#### DATA PROVIDED ####

pub mod app;
pub mod auth;
pub mod config;
pub mod db;
pub mod episodes;
pub mod error;
pub mod extract;
pub mod mail;
pub mod medications;
pub mod state;
pub mod triggers;
pub mod users;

####

## EXERCISE DESCRIPTION
Each line, beginning at the one that contains "pub mod extract;" and continuing through the end of the records, must be written out exactly, first and last included.

## RESULT FOR THIS EXERCISE
pub mod extract;
pub mod mail;
pub mod medications;
pub mod state;
pub mod triggers;
pub mod users;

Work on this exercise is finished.